The shoot apical meristem is responsible for generating aboveground aerial organs throughout the lifespan of higher plants, involving complex molecular mechanisms [45,46]. miR165/166 has been shown to modulate shoot apical meristem formations [30,47,48,49]. In Arabidopsis, AGO10 competes with AGO1 to bind miR165/166, which is essential for shoot apical meristem development and maintenance [30,50]. Sequestration miR165/166 by AGO10 has also been shown to fine-tune the axillary meristem initiation [49]. In rice, several HD-ZIP III genes regulate leaf initiation via an auxin-dependent manner [43]. The miR166-HD-ZIP III module controls maize inflorescence development and defines tassel architecture through interacting with ZmAGO18b [13,51]. In both model plants and major crops, the regulation of the shoot apical and axillary meristem development by miR166 subsequently affects flowering time, plant height, and fruit size [11,12,13,38,41]. For instance, the overexpression of RDD1, a target gene of rice miR166 in vascular tissue, enhances nutrient absorption, transportation, assimilation, and photosynthesis, thus resulting in higher grain yield [52,53].
In addition to the impacts on leaf polarity establishment and shoot meristem formation, miR166 has also been found to regulate plant reproductive development in several plant species. In Arabidopsis, miR165/166 is highly expressed in ovule primordia, which restricts the PHB expression and promotes integument formation, thereby influencing ovule morphogenesis [18]. In tomato, miR166 has been indicated to regulate ovule and flower morphogenesis, as well as pollen viability under adverse temperatures [27,54]. In rice, the anther adaxial/abaxial polarity is fine-tuned by the miR166-SPOROCYTELESS/NOZZLE (SPL) module so as to build the internal boundary and establish the internal structure for the anthers [55]. Point mutations in the binding site between miR166 and the HB2 gene cause abnormal spikes in wheat [41].
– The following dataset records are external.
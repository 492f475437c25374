use super::client::{ChatClient, ChatMessage};
use crate::normalize::parse_number;
use crate::notify::{Notifier, escape_html};
use once_cell::sync::Lazy;
use serde::Serialize;
use serde_json::Value;
use serde_with::skip_serializing_none;
use std::{
    collections::HashMap,
    path::{Path, PathBuf},
    sync::Mutex,
};
use tracing::{debug, warn};

const DATA_PLACEHOLDER: &str = "{{DATA_JSON}}";
const NO_ADDRESS: &str = "Адрес не указан";
const SYSTEM_PROMPT: &str = "Ты копирайтер агентства недвижимости. Пиши короткое продающее \
описание квартиры для объявления об аренде на русском языке. Используй только факты из данных, \
ничего не выдумывай.";

static PROMPT_CACHE: Lazy<Mutex<HashMap<PathBuf, String>>> = Lazy::new(Default::default);

/// Facts about the listing handed to the model as JSON.
#[skip_serializing_none]
#[derive(Debug, Clone, Serialize, PartialEq)]
pub struct DescriptionContext {
    pub address: String,
    pub price: Option<Value>,
    pub rooms: Option<Value>,
    pub total_area: Option<Value>,
    pub living_area: Option<Value>,
    pub kitchen_area: Option<Value>,
    pub floor: Option<Value>,
    pub floors_total: Option<Value>,
    pub summary: Option<Value>,
    pub bonuses: Option<Value>,
    pub source: Option<String>,
}

pub fn build_context(item: &Value, owner_url: Option<&str>) -> DescriptionContext {
    DescriptionContext {
        address: address_of(item, owner_url),
        price: present(item, "price").or_else(|| present(item, "payment")).cloned(),
        rooms: present(item, "rooms").or_else(|| present(item, "rooms_count")).cloned(),
        total_area: present(item, "total_area").cloned(),
        living_area: present(item, "living_area").cloned(),
        kitchen_area: present(item, "kitchen_area").cloned(),
        floor: present(item, "floor").cloned(),
        floors_total: present(item, "floors_total").cloned(),
        summary: summary_of(item).cloned(),
        bonuses: present(item, "amenities").cloned(),
        source: owner_url.map(str::to_string),
    }
}

/// Template description used whenever generation is unavailable or fails.
pub fn fallback_description(item: &Value, owner_url: Option<&str>) -> String {
    let mut fragments = vec![format!("Адрес: {}", address_of(item, owner_url))];
    let price = parse_number(item.get("price"))
        .filter(|price| *price != 0.0)
        .map(|price| format!("{} ₽", price.round() as i64))
        .unwrap_or_else(|| "Цена не указана".to_string());
    fragments.push(format!("Цена: {price}"));
    if let Some(rooms) = present(item, "rooms")
        .or_else(|| present(item, "rooms_count"))
        .and_then(truthy_text)
    {
        fragments.push(format!("Комнат: {rooms}"));
    }
    if let Some(area) = present(item, "total_area").and_then(truthy_text) {
        fragments.push(format!("Площадь: {area} м²"));
    }
    if let Some(summary) = summary_of(item).and_then(truthy_text) {
        fragments.push(summary);
    }
    format!("{}.", fragments.join(". "))
}

/// Produces listing descriptions; never fails, falls back to the template.
pub struct DescriptionGenerator {
    client: Option<ChatClient>,
    prompt_path: PathBuf,
}

impl DescriptionGenerator {
    pub fn new(client: Option<ChatClient>, prompt_path: impl Into<PathBuf>) -> Self {
        Self {
            client,
            prompt_path: prompt_path.into(),
        }
    }

    /// Template-only generator.
    pub fn disabled() -> Self {
        Self::new(None, PathBuf::new())
    }

    pub async fn generate(
        &self,
        item: &Value,
        owner_url: Option<&str>,
        notifier: &dyn Notifier,
    ) -> String {
        let fallback = fallback_description(item, owner_url);
        let Some(client) = &self.client else {
            return fallback;
        };
        let Some(template) = load_prompt(&self.prompt_path).await else {
            return fallback;
        };
        let data = match serde_json::to_string_pretty(&build_context(item, owner_url)) {
            Ok(data) => data,
            Err(err) => {
                warn!(target = "reconciler.llm", error = %err, "context_serialize_failed");
                return fallback;
            }
        };
        let prompt = template.replacen(DATA_PLACEHOLDER, &data, 1);
        let messages = [ChatMessage::system(SYSTEM_PROMPT), ChatMessage::user(prompt)];

        match client.complete(&messages).await {
            Ok(text) => text,
            Err(err) => {
                warn!(target = "reconciler.llm", error = %err, "description_fallback");
                notifier
                    .log(&format!(
                        "Не удалось сгенерировать описание ({}), использован шаблон",
                        escape_html(&err.to_string())
                    ))
                    .await;
                fallback
            }
        }
    }
}

/// Reads the prompt template once per path; failed reads are retried next time.
async fn load_prompt(path: &Path) -> Option<String> {
    if let Some(cached) = cache_lookup(path) {
        return Some(cached);
    }
    match tokio::fs::read_to_string(path).await {
        Ok(content) => {
            if let Ok(mut cache) = PROMPT_CACHE.lock() {
                cache.insert(path.to_path_buf(), content.clone());
            }
            Some(content)
        }
        Err(err) => {
            debug!(target = "reconciler.llm", path = %path.display(), error = %err, "prompt_unavailable");
            None
        }
    }
}

fn cache_lookup(path: &Path) -> Option<String> {
    PROMPT_CACHE.lock().ok()?.get(path).cloned()
}

fn present<'a>(item: &'a Value, key: &str) -> Option<&'a Value> {
    item.get(key).filter(|value| !value.is_null())
}

fn summary_of(item: &Value) -> Option<&Value> {
    present(item, "summary")
        .filter(|value| truthy_text(value).is_some())
        .or_else(|| present(item, "description"))
}

fn address_of(item: &Value, owner_url: Option<&str>) -> String {
    present(item, "address")
        .and_then(truthy_text)
        .or_else(|| owner_url.filter(|url| !url.is_empty()).map(str::to_string))
        .unwrap_or_else(|| NO_ADDRESS.to_string())
}

/// Display text for values that read as "set": non-empty strings and non-zero numbers.
fn truthy_text(value: &Value) -> Option<String> {
    match value {
        Value::String(text) if !text.is_empty() => Some(text.clone()),
        Value::Number(number) if number.as_f64() != Some(0.0) => Some(number.to_string()),
        _ => None,
    }
}

#[cfg(test)]
mod tests {
    use super::*;
    use crate::llm::LlmConfig;
    use crate::notify::{Channel, testing::RecordingNotifier};
    use axum::{Json, Router, extract::State, http::StatusCode, routing::post};
    use serde_json::json;
    use std::{io::Write, sync::Arc};

    #[test]
    fn fallback_lists_known_facts() {
        let item = json!({
            "address": "Москва, Тверская 1",
            "price": 45000,
            "rooms": 2,
            "total_area": "52,3",
            "summary": "Светлая квартира"
        });
        assert_eq!(
            fallback_description(&item, Some("https://listing/1")),
            "Адрес: Москва, Тверская 1. Цена: 45000 ₽. Комнат: 2. Площадь: 52,3 м². Светлая квартира."
        );
    }

    #[test]
    fn fallback_without_data_uses_owner_url_then_placeholder() {
        assert_eq!(
            fallback_description(&json!({}), Some("https://listing/1")),
            "Адрес: https://listing/1. Цена: Цена не указана."
        );
        assert_eq!(
            fallback_description(&json!({"rooms_count": 3}), None),
            "Адрес: Адрес не указан. Цена: Цена не указана. Комнат: 3."
        );
    }

    #[test]
    fn context_prefers_primary_keys_and_skips_absent_fields() {
        let item = json!({"payment": 100, "rooms_count": 1, "summary": "", "description": "desc"});
        let context = build_context(&item, Some("https://listing/2"));
        assert_eq!(context.price, Some(json!(100)));
        assert_eq!(context.rooms, Some(json!(1)));
        assert_eq!(context.summary, Some(json!("desc")));
        let rendered = serde_json::to_value(&context).unwrap();
        assert!(rendered.get("floor").is_none());
        assert_eq!(rendered["address"], json!("https://listing/2"));
    }

    #[tokio::test]
    async fn disabled_generator_returns_template() {
        let notifier = RecordingNotifier::default();
        let text = DescriptionGenerator::disabled()
            .generate(&json!({"address": "A"}), None, &notifier)
            .await;
        assert_eq!(text, "Адрес: A. Цена: Цена не указана.");
        assert!(notifier.sent().is_empty());
    }

    type Prompts = Arc<std::sync::Mutex<Vec<Value>>>;

    async fn spawn_llm(status: StatusCode) -> (String, Prompts) {
        let prompts: Prompts = Arc::default();
        let app = Router::new()
            .route(
                "/v1/chat/completions",
                post(
                    move |State(prompts): State<Prompts>, Json(body): Json<Value>| async move {
                        prompts.lock().unwrap().push(body["messages"].clone());
                        (
                            status,
                            Json(json!({"choices": [{"message": {"content": "  Уютная студия.  "}}]})),
                        )
                    },
                ),
            )
            .with_state(prompts.clone());
        let listener = tokio::net::TcpListener::bind("127.0.0.1:0").await.unwrap();
        let addr = listener.local_addr().unwrap();
        tokio::spawn(async move {
            axum::serve(listener, app).await.unwrap();
        });
        (format!("http://{addr}/v1"), prompts)
    }

    fn generator(api_url: String, prompt_path: &Path) -> DescriptionGenerator {
        let client = ChatClient::new(LlmConfig {
            api_url,
            api_key: "key".into(),
            model: "polza-1".into(),
            max_tokens: 400,
            temperature: 0.65,
        });
        DescriptionGenerator::new(Some(client), prompt_path)
    }

    #[tokio::test]
    async fn fills_placeholder_and_caches_template() {
        let (api_url, prompts) = spawn_llm(StatusCode::OK).await;
        let mut file = tempfile::NamedTempFile::new().unwrap();
        write!(file, "Опиши квартиру:\n{{{{DATA_JSON}}}}").unwrap();
        let path = file.path().to_path_buf();
        let generator = generator(api_url, &path);
        let notifier = RecordingNotifier::default();
        let item = json!({"address": "Тверская 1", "price": "45 000"});

        let text = generator.generate(&item, None, &notifier).await;
        assert_eq!(text, "Уютная студия.");

        drop(file);
        let again = generator.generate(&item, None, &notifier).await;
        assert_eq!(again, "Уютная студия.");

        let sent = prompts.lock().unwrap().clone();
        assert_eq!(sent.len(), 2);
        let user = sent[0][1]["content"].as_str().unwrap();
        assert!(user.starts_with("Опиши квартиру:\n{"), "{user}");
        assert!(user.contains("\"address\": \"Тверская 1\""), "{user}");
        assert!(!user.contains("DATA_JSON"));
        assert_eq!(sent[0][0]["role"], json!("system"));
        assert!(notifier.sent().is_empty());
    }

    #[tokio::test]
    async fn missing_template_falls_back_silently() {
        let (api_url, prompts) = spawn_llm(StatusCode::OK).await;
        let dir = tempfile::tempdir().unwrap();
        let generator = generator(api_url, &dir.path().join("absent.txt"));
        let notifier = RecordingNotifier::default();
        let text = generator.generate(&json!({}), Some("https://l/1"), &notifier).await;
        assert_eq!(text, "Адрес: https://l/1. Цена: Цена не указана.");
        assert!(prompts.lock().unwrap().is_empty());
        assert!(notifier.sent().is_empty());
    }

    #[tokio::test]
    async fn upstream_failure_notifies_and_falls_back() {
        let (api_url, _) = spawn_llm(StatusCode::BAD_GATEWAY).await;
        let mut file = tempfile::NamedTempFile::new().unwrap();
        write!(file, "{{{{DATA_JSON}}}}").unwrap();
        let generator = generator(api_url, file.path());
        let notifier = RecordingNotifier::default();
        let text = generator.generate(&json!({"address": "B"}), None, &notifier).await;
        assert_eq!(text, "Адрес: B. Цена: Цена не указана.");
        assert_eq!(notifier.count_containing(Channel::Log, "502"), 1);
    }

    #[tokio::test]
    async fn failure_notice_is_html_escaped() {
        let mut file = tempfile::NamedTempFile::new().unwrap();
        write!(file, "{{{{DATA_JSON}}}}").unwrap();
        let generator = generator("gateway?a=1&b=<2>".into(), file.path());
        let notifier = RecordingNotifier::default();
        generator.generate(&json!({"address": "C"}), None, &notifier).await;
        let logs = notifier.texts(Channel::Log);
        assert_eq!(logs.len(), 1);
        assert!(logs[0].contains("a=1&amp;b=&lt;2&gt;"), "{}", logs[0]);
        assert!(!logs[0].contains("<2>"));
    }
}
3.2. miR166 Regulates Root and Vascular Development

Roots, the underground organs of plants, provide essential functions such as water and nutrient uptake, as well as anchorage for plant survival. Root development is intricately regulated by transcription factors, miRNAs, phytohormones, and environmental cues [56,57]. An increasing number of studies have shed light on the roles of miR166 in root development (Figure 3A–C). In Arabidopsis, MIR165a and MIR166b are activated by transcription factors SHORT ROOT (SHR) and SCARECROW (SCR) [58]. miR165a, miR166a, and miR166b are specifically expressed in the endodermal layer, and their movements from the inner to the outer regions are crucial for vascular patterning and root architecture [58,59]. The opposing activity between miR165/166 and the HD-ZIP III genes coordinates root growth and development [60]. The knockdown of miR166 and the overexpression of HD-ZIP III gene HB15 lead to inhibition of vascular development and secondary cell wall formation, whereas the HB15 mutant displayed the opposite phenotype in response to high temperature [61]. In Medicago, the overexpression of miR166 leads to the reduced formation of bundles, which leads to a reduction in the symbiotic nodules and lateral roots [62]. Despite the significant differences in root systems between monocots and dicots, miR166 also influences maize root development. In maize, the interactions of miR166-Rld1/2 and miR390-lbl1 are involved in root development in an auxin-dependent manner [63]. Maize mutants with the inactivation of miR166 also exhibit decreased formation of lateral roots [13].
In addition to its role in regulating root vascular patterning, miR166 also plays a crucial role in stem vascular development (Figure 3D–E). The overexpression of Arabidopsis miR165/166 leads to defects in vascular tissues and interfascicular fibers [64]. In rice, miR166 is involved in xylem development, as evidenced by the aberrant vascular anatomy observed in miR166 knockdown mutants [12,38]. Furthermore, the OsmiR166b-OsHox32 module regulates the expression of cell-wall-related genes, influencing the mechanical strength of the plants [65]. Similarly, a maize miR166 knockdown mutant shows abnormalities in stem vascular patterning [13].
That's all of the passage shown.